(Record excerpts)

//! Fixed-shard async locking keyed by sending address
//!
//! Addresses map onto one of N tokio mutexes through FNV-1a. Two addresses that
//! land on the same shard serialize even though they are independent; in
//! exchange the locker needs no per-address bookkeeping and never grows.
//!
//! Holding a shard is represented by a [`ShardGuard`]. Releasing happens in
//! `Drop` (or the consuming [`ShardGuard::unlock`]), so every exit path of a
//! send, including `?` and panics, releases exactly once.

use crate::metrics::Metrics;
use crate::tx_builder::errors::{PipelineResult, TxError};
use std::sync::Arc;
use std::time::Instant;
use tokio::sync::{Mutex, OwnedMutexGuard};
use tracing::{debug, trace};

/// Shard count used when none is configured
pub const DEFAULT_SHARD_COUNT: usize = 16;

const FNV_OFFSET_BASIS: u32 = 0x811c_9dc5;
const FNV_PRIME: u32 = 0x0100_0193;

/// FNV-1a 32-bit hash over the UTF-8 bytes of `key`
pub fn fnv1a_32(key: &str) -> u32 {
    key.as_bytes().iter().fold(FNV_OFFSET_BASIS, |hash, byte| {
        (hash ^ u32::from(*byte)).wrapping_mul(FNV_PRIME)
    })
}

/// A fixed set of async mutexes addressed by key hash
pub struct ShardedLocker {
    shards: Vec<Arc<Mutex<()>>>,
    metrics: Option<Arc<Metrics>>,
}

impl ShardedLocker {
    /// Create a locker with `shard_count` shards
    ///
    /// A shard count of zero is a configuration error.
    pub fn new(shard_count: usize) -> PipelineResult<Self> {
        if shard_count == 0 {
            return Err(TxError::config("lock shard count must be at least 1"));
        }
        let shards = (0..shard_count).map(|_| Arc::new(Mutex::new(()))).collect();
        Ok(Self {
            shards,
            metrics: None,
        })
    }

    /// Report held shards and hold times into `metrics`
    pub fn with_metrics(mut self, metrics: Arc<Metrics>) -> Self {
        self.metrics = Some(metrics);
        self
    }

    pub fn shard_count(&self) -> usize {
        self.shards.len()
    }

    /// Shard index of `key`; a pure function of the key and the shard count
    pub fn shard_for(&self, key: &str) -> usize {
        fnv1a_32(key) as usize % self.shards.len()
    }

    /// Wait until the shard of `key` is free and take it
    pub async fn lock(&self, key: &str) -> ShardGuard {
        let shard = self.shard_for(key);
        trace!(key, shard, "waiting for lock shard");
        let guard = self.shards[shard].clone().lock_owned().await;
        self.guard(key, shard, guard)
    }

    /// Take the shard of `key` only if it is free right now
    pub fn try_lock(&self, key: &str) -> Option<ShardGuard> {
        let shard = self.shard_for(key);
        let guard = self.shards[shard].clone().try_lock_owned().ok()?;
        Some(self.guard(key, shard, guard))
    }

    fn guard(&self, key: &str, shard: usize, guard: OwnedMutexGuard<()>) -> ShardGuard {
        if let Some(metrics) = &self.metrics {
            metrics.held_shards.inc();
        }
        debug!(key, shard, "lock shard acquired");
        ShardGuard {
            shard,
            key: key.to_string(),
            acquired_at: Instant::now(),
            metrics: self.metrics.clone(),
            _guard: guard,
        }
    }
}

/// Exclusive hold on one lock shard
///
/// The shard is released when the guard is dropped.
pub struct ShardGuard {
    shard: usize,
    key: String,
    acquired_at: Instant,
    metrics: Option<Arc<Metrics>>,
    _guard: OwnedMutexGuard<()>,
}

impl ShardGuard {
    pub fn shard(&self) -> usize {
        self.shard
    }

    /// Key the guard was taken for
    pub fn key(&self) -> &str {
        &self.key
    }

    /// How long the shard has been held
    pub fn held_for(&self) -> std::time::Duration {
        self.acquired_at.elapsed()
    }

    /// Release the shard explicitly
    pub fn unlock(self) {
        drop(self);
    }
}

impl Drop for ShardGuard {
    fn drop(&mut self) {
        let held = self.acquired_at.elapsed();
        if let Some(metrics) = &self.metrics {
            metrics.held_shards.dec();
            metrics.shard_hold_time.observe(held.as_secs_f64());
        }
        debug!(
            key = %self.key,
            shard = self.shard,
            held_ms = held.as_millis() as u64,
            "lock shard released"
        );
    }
}

#[cfg(test)]
mod tests {
    use super::*;
    use proptest::prelude::*;
    use std::sync::atomic::{AtomicUsize, Ordering};
    use std::time::Duration;

    #[test]
    fn test_fnv1a_known_vectors() {
        assert_eq!(fnv1a_32(""), 0x811c9dc5);
        assert_eq!(fnv1a_32("a"), 0xe40c292c);
        assert_eq!(fnv1a_32("foobar"), 0xbf9cf968);
    }

    #[test]
    fn test_zero_shards_is_config_error() {
        assert!(matches!(ShardedLocker::new(0), Err(TxError::Config(_))));
        assert_eq!(ShardedLocker::new(1).unwrap().shard_count(), 1);
    }

    #[tokio::test]
    async fn test_guard_releases_on_drop() {
        let locker = ShardedLocker::new(DEFAULT_SHARD_COUNT).unwrap();
        let guard = locker.lock("alice").await;
        assert!(locker.try_lock("alice").is_none());
        drop(guard);
        let again = locker.try_lock("alice").expect("shard released on drop");
        again.unlock();
        assert!(locker.try_lock("alice").is_some());
    }

    #[tokio::test]
    async fn test_colliding_keys_serialize() {
        let locker = ShardedLocker::new(1).unwrap();
        let _guard = locker.lock("alice").await;
        // single shard: every key collides
        assert!(locker.try_lock("bob").is_none());
    }

    #[tokio::test]
    async fn test_held_gauge_tracks_guards() {
        let metrics = Arc::new(Metrics::new().unwrap());
        let locker = ShardedLocker::new(4).unwrap().with_metrics(metrics.clone());
        let a = locker.lock("a").await;
        assert_eq!(metrics.held_shards.get(), 1);
        drop(a);
        assert_eq!(metrics.held_shards.get(), 0);
        assert_eq!(metrics.shard_hold_time.get_sample_count(), 1);
    }

    #[tokio::test(flavor = "multi_thread", worker_threads = 4)]
    async fn test_mutual_exclusion_per_shard() {
        let locker = Arc::new(ShardedLocker::new(DEFAULT_SHARD_COUNT).unwrap());
        let inside = Arc::new(AtomicUsize::new(0));
        let max_inside = Arc::new(AtomicUsize::new(0));

        let mut handles = Vec::new();
        for _ in 0..16 {
            let locker = locker.clone();
            let inside = inside.clone();
            let max_inside = max_inside.clone();
            handles.push(tokio::spawn(async move {
                let _guard = locker.lock("same-address").await;
                let now = inside.fetch_add(1, Ordering::SeqCst) + 1;
                max_inside.fetch_max(now, Ordering::SeqCst);
                tokio::time::sleep(Duration::from_millis(2)).await;
                inside.fetch_sub(1, Ordering::SeqCst);
            }));
        }
        for handle in handles {
            handle.await.unwrap();
        }
        assert_eq!(max_inside.load(Ordering::SeqCst), 1);
    }

    #[tokio::test]
    async fn test_guard_released_when_task_panics() {
        let locker = Arc::new(ShardedLocker::new(2).unwrap());
        let inner = locker.clone();
        let result = tokio::spawn(async move {
            let _guard = inner.lock("alice").await;
            panic!("boom");
        })
        .await;
        assert!(result.is_err());
        assert!(locker.try_lock("alice").is_some());
    }

    proptest! {
        #[test]
        fn prop_shard_is_stable_and_in_range(key in ".{0,64}", count in 1usize..64) {
            let locker = ShardedLocker::new(count).unwrap();
            let shard = locker.shard_for(&key);
            prop_assert!(shard < count);
            prop_assert_eq!(shard, locker.shard_for(&key));
            prop_assert_eq!(shard, fnv1a_32(&key) as usize % count);
        }
    }
}
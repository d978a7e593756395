//! Batch chunking, halving and early termination

#[cfg(test)]
mod batch_scenario_tests {
    use crate::test_utils::fixtures::*;
    use crate::tx_builder::envelope::{BoxedMsg, RawMsg};
    use crate::tx_builder::errors::TxError;
    use std::sync::Arc;

    #[tokio::test]
    async fn test_250_messages_in_three_chunks() {
        let env = test_env(test_config());
        let alice = env.address("alice");

        let results = env
            .client
            .send_batch(&transfer_msgs(&alice, 250), &base_tx("alice"))
            .await
            .unwrap();

        let sizes: Vec<usize> = results.iter().map(|r| r.msg_count).collect();
        assert_eq!(sizes, vec![100, 100, 50]);
        let sequences: Vec<u64> = results.iter().map(|r| r.sequence).collect();
        assert_eq!(sequences, vec![5, 6, 7]);
        assert_eq!(env.chain.query_count(), 1);
    }

    #[tokio::test]
    async fn test_oversized_chunks_are_halved() {
        let env = test_env(test_config());
        let alice = env.address("alice");
        env.chain.set_max_msgs_per_tx(30);

        let results = env
            .client
            .send_batch(&transfer_msgs(&alice, 100), &base_tx("alice"))
            .await
            .unwrap();

        let attempted: Vec<usize> = env.chain.submissions().iter().map(|s| s.msg_count).collect();
        assert_eq!(attempted, vec![100, 50, 25, 25, 25, 25]);
        // the size never grows back within the call
        assert!(attempted.windows(2).all(|w| w[1] <= w[0]));
        assert_eq!(results.len(), 4);
        assert_eq!(results.iter().map(|r| r.msg_count).sum::<usize>(), 100);
        assert_eq!(env.client.metrics().batch_halvings.get(), 2);
    }

    #[tokio::test]
    async fn test_too_large_at_size_one_is_terminal() {
        let mut config = test_config();
        config.batch.max_batch_size = 8;
        config.batch.max_tx_bytes = 64;
        let env = test_env(config);
        let alice = env.address("alice");

        let err = env
            .client
            .send_batch(&transfer_msgs(&alice, 8), &base_tx("alice"))
            .await
            .unwrap_err();
        assert!(err.completed.is_empty());
        assert!(err.source.is_too_large());
        assert_eq!(env.client.metrics().batch_halvings.get(), 3);
        assert!(env.chain.submissions().is_empty());
    }

    #[tokio::test]
    async fn test_error_keeps_partial_progress() {
        let mut config = test_config();
        config.batch.max_batch_size = 10;
        let env = test_env(config);
        let alice = env.address("alice");

        let mut msgs = transfer_msgs(&alice, 25);
        msgs[15] = RawMsg::new("not-a-type-url", vec![], alice.clone()).boxed();

        let err = env
            .client
            .send_batch(&msgs, &base_tx("alice"))
            .await
            .unwrap_err();
        assert_eq!(err.completed.len(), 1);
        assert_eq!(err.completed[0].msg_count, 10);
        assert!(matches!(err.source, TxError::InvalidMessage(_)));
        assert!(err.to_string().contains("1 accepted"));
    }

    #[tokio::test]
    async fn test_panic_in_chunk_is_caught() {
        let mut config = test_config();
        config.batch.max_batch_size = 10;
        let env = test_env(config);
        let alice = env.address("alice");

        let mut msgs = transfer_msgs(&alice, 30);
        msgs[22] = Arc::new(PanickingMsg {
            signer: alice.clone(),
        }) as BoxedMsg;

        let err = env
            .client
            .send_batch(&msgs, &base_tx("alice"))
            .await
            .unwrap_err();
        assert_eq!(err.completed.len(), 2);
        assert!(matches!(err.source, TxError::Internal(ref m) if m.contains("message encoding exploded")));

        // the shard guard was released during unwinding
        assert_eq!(env.client.metrics().held_shards.get(), 0);
        let next = env
            .client
            .build_and_send(&transfer_msgs(&alice, 1), &base_tx("alice"))
            .await
            .unwrap();
        assert_eq!(next.sequence, 7);
    }

    #[tokio::test]
    async fn test_empty_batch_sends_nothing() {
        let env = test_env(test_config());
        let results = env.client.send_batch(&[], &base_tx("alice")).await.unwrap();
        assert!(results.is_empty());
        assert!(env.chain.submissions().is_empty());
    }
}
//! End-to-end tests through the public client API

#[cfg(test)]
mod pipeline_integration_tests {
    use std::io::Write;
    use std::sync::Arc;
    use tx_pipeline::test_utils::fixtures::*;
    use tx_pipeline::test_utils::MockChain;
    use tx_pipeline::tx_builder::{
        DefaultTxConfig, Msg, PipelineResult, SignMode, TxConfig, TxError,
    };
    use tx_pipeline::wallet::{verify_signature, KeyManager};
    use tx_pipeline::{BaseTx, BroadcastMode, ClientConfig, TxClient};

    /// A module-level message as a bank wrapper would define it
    #[derive(Debug)]
    struct MsgSend {
        from: String,
        to: String,
        amount: String,
    }

    impl Msg for MsgSend {
        fn type_url(&self) -> &str {
            "/cosmos.bank.v1beta1.MsgSend"
        }

        fn validate_basic(&self) -> PipelineResult<()> {
            if self.to.is_empty() {
                return Err(TxError::InvalidMessage("missing recipient".to_string()));
            }
            self.amount
                .parse::<tx_pipeline::tx_builder::Coin>()
                .map(|_| ())
                .map_err(|e| TxError::InvalidMessage(e.to_string()))
        }

        fn signers(&self) -> Vec<String> {
            vec![self.from.clone()]
        }

        fn encode(&self) -> Vec<u8> {
            serde_json::to_vec(&(&self.from, &self.to, &self.amount)).unwrap_or_default()
        }
    }

    fn send(from: &str, to: &str, amount: &str) -> tx_pipeline::BoxedMsg {
        Arc::new(MsgSend {
            from: from.to_string(),
            to: to.to_string(),
            amount: amount.to_string(),
        })
    }

    #[tokio::test]
    async fn test_client_from_config_file() {
        let mut file = tempfile::NamedTempFile::new().unwrap();
        writeln!(
            file,
            r#"
chain_id = "{}"
gas_prices = "0.025uiris"
mode = "commit"
sign_mode = "legacy_json"
"#,
            CHAIN_ID
        )
        .unwrap();
        let config = ClientConfig::from_file(file.path()).unwrap();
        let env = test_env(config);
        let alice = env.address("alice");
        let bob = env.address("bob");

        let result = env
            .client
            .build_and_send(&[send(&alice, &bob, "100uiris")], &base_tx("alice"))
            .await
            .unwrap();
        assert_eq!(result.mode, BroadcastMode::Commit);
        assert_eq!(result.gas_wanted, 200_000);
        assert_eq!(result.msg_count, 1);
        assert_eq!(env.chain.sequence_of(&alice), Some(6));
    }

    #[tokio::test]
    async fn test_invalid_message_is_rejected_before_submit() {
        let env = test_env(test_config());
        let alice = env.address("alice");

        let err = env
            .client
            .build_and_send(&[send(&alice, "", "100uiris")], &base_tx("alice"))
            .await
            .unwrap_err();
        assert!(matches!(err, TxError::InvalidMessage(_)));
        assert_eq!(err.category(), "message");
        assert!(env.chain.submissions().is_empty());
    }

    #[tokio::test]
    async fn test_factory_builds_verifiable_json() {
        let env = test_env(test_config());
        let alice = env.keys.find("alice").unwrap();
        let tx_config = DefaultTxConfig::default();

        let bytes = env
            .client
            .factory()
            .unwrap()
            .with_address(alice.address.clone())
            .with_account_number(1)
            .with_sequence(5)
            .with_password(PASSWORD)
            .build_and_sign("alice", &transfer_msgs(&alice.address, 2), true)
            .unwrap();

        let envelope: tx_pipeline::tx_builder::TxEnvelope = serde_json::from_slice(&bytes).unwrap();
        assert_eq!(envelope.messages().len(), 2);
        let signatures = envelope.signatures().unwrap();
        assert_eq!(signatures.len(), 1);
        assert_eq!(signatures[0].sequence, 5);
        assert_eq!(signatures[0].sign_mode, SignMode::Direct);

        let sign_bytes = tx_config
            .sign_mode_handler()
            .sign_bytes(
                SignMode::Direct,
                &tx_pipeline::tx_builder::SignerData {
                    chain_id: CHAIN_ID.to_string(),
                    account_number: 1,
                    sequence: 5,
                },
                &envelope,
            )
            .unwrap();
        assert!(verify_signature(
            &signatures[0].public_key,
            &sign_bytes,
            &signatures[0].signature
        ));
    }

    #[tokio::test]
    async fn test_query_account_bypasses_cache() {
        let env = test_env(test_config());
        let bob = env.address("bob");

        env.client.account_state(&bob).await.unwrap();
        env.chain.bump_sequence(&bob);
        assert_eq!(env.client.account_state(&bob).await.unwrap().sequence, 0);
        assert_eq!(env.client.query_account(&bob).await.unwrap().sequence, 1);
        assert_eq!(env.chain.query_count(), 2);

        assert!(matches!(
            env.client.query_account("unknown").await,
            Err(TxError::Transport(_))
        ));
    }

    #[tokio::test]
    async fn test_metrics_export() {
        let env = test_env(test_config());
        let carol = env.address("carol");
        env.client
            .send_batch(&transfer_msgs(&carol, 3), &base_tx("carol"))
            .await
            .unwrap();

        let text = env.client.metrics().encode_text().unwrap();
        assert!(text.contains("txs_sent_total 1"));
        assert!(text.contains("sequence_cache_misses_total 1"));
        assert!(text.contains("broadcast_latency_seconds_count 1"));
    }

    #[test]
    fn test_invalid_config_is_refused() {
        let chain = Arc::new(MockChain::new(CHAIN_ID));
        let mut config = ClientConfig::new(CHAIN_ID);
        config.sequence.lock_shards = 0;

        let result = TxClient::new(
            config,
            chain.clone(),
            chain,
            keyring(),
            Arc::new(DefaultTxConfig::default()),
        );
        assert!(matches!(result, Err(TxError::Config(_))));
    }

    #[tokio::test]
    async fn test_base_tx_overrides_config_fee() {
        let mut config = test_config();
        config.fee = Some("5000uiris".to_string());
        let env = test_env(config);
        let alice = env.address("alice");

        // gas prices on the call replace the configured explicit fee
        let base = BaseTx::new("alice", PASSWORD)
            .with_gas(100_000)
            .with_gas_prices("0.015uiris")
            .with_memo("override");
        let hash = env
            .client
            .build_tx_hash(&transfer_msgs(&alice, 1), &base)
            .await
            .unwrap();
        let result = env
            .client
            .build_and_send(&transfer_msgs(&alice, 1), &base)
            .await
            .unwrap();
        assert_eq!(result.hash, hash);
        assert_eq!(result.gas_wanted, 100_000);
    }
}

(End Record excerpts)

**What is required**
Take each line above that contains "iter" and copy it out.

**Answer box**
    key.as_bytes().iter().fold(FNV_OFFSET_BASIS, |hash, byte| {
        let sizes: Vec<usize> = results.iter().map(|r| r.msg_count).collect();
        let sequences: Vec<u64> = results.iter().map(|r| r.sequence).collect();
        let attempted: Vec<usize> = env.chain.submissions().iter().map(|s| s.msg_count).collect();
        assert_eq!(results.iter().map(|r| r.msg_count).sum::<usize>(), 100);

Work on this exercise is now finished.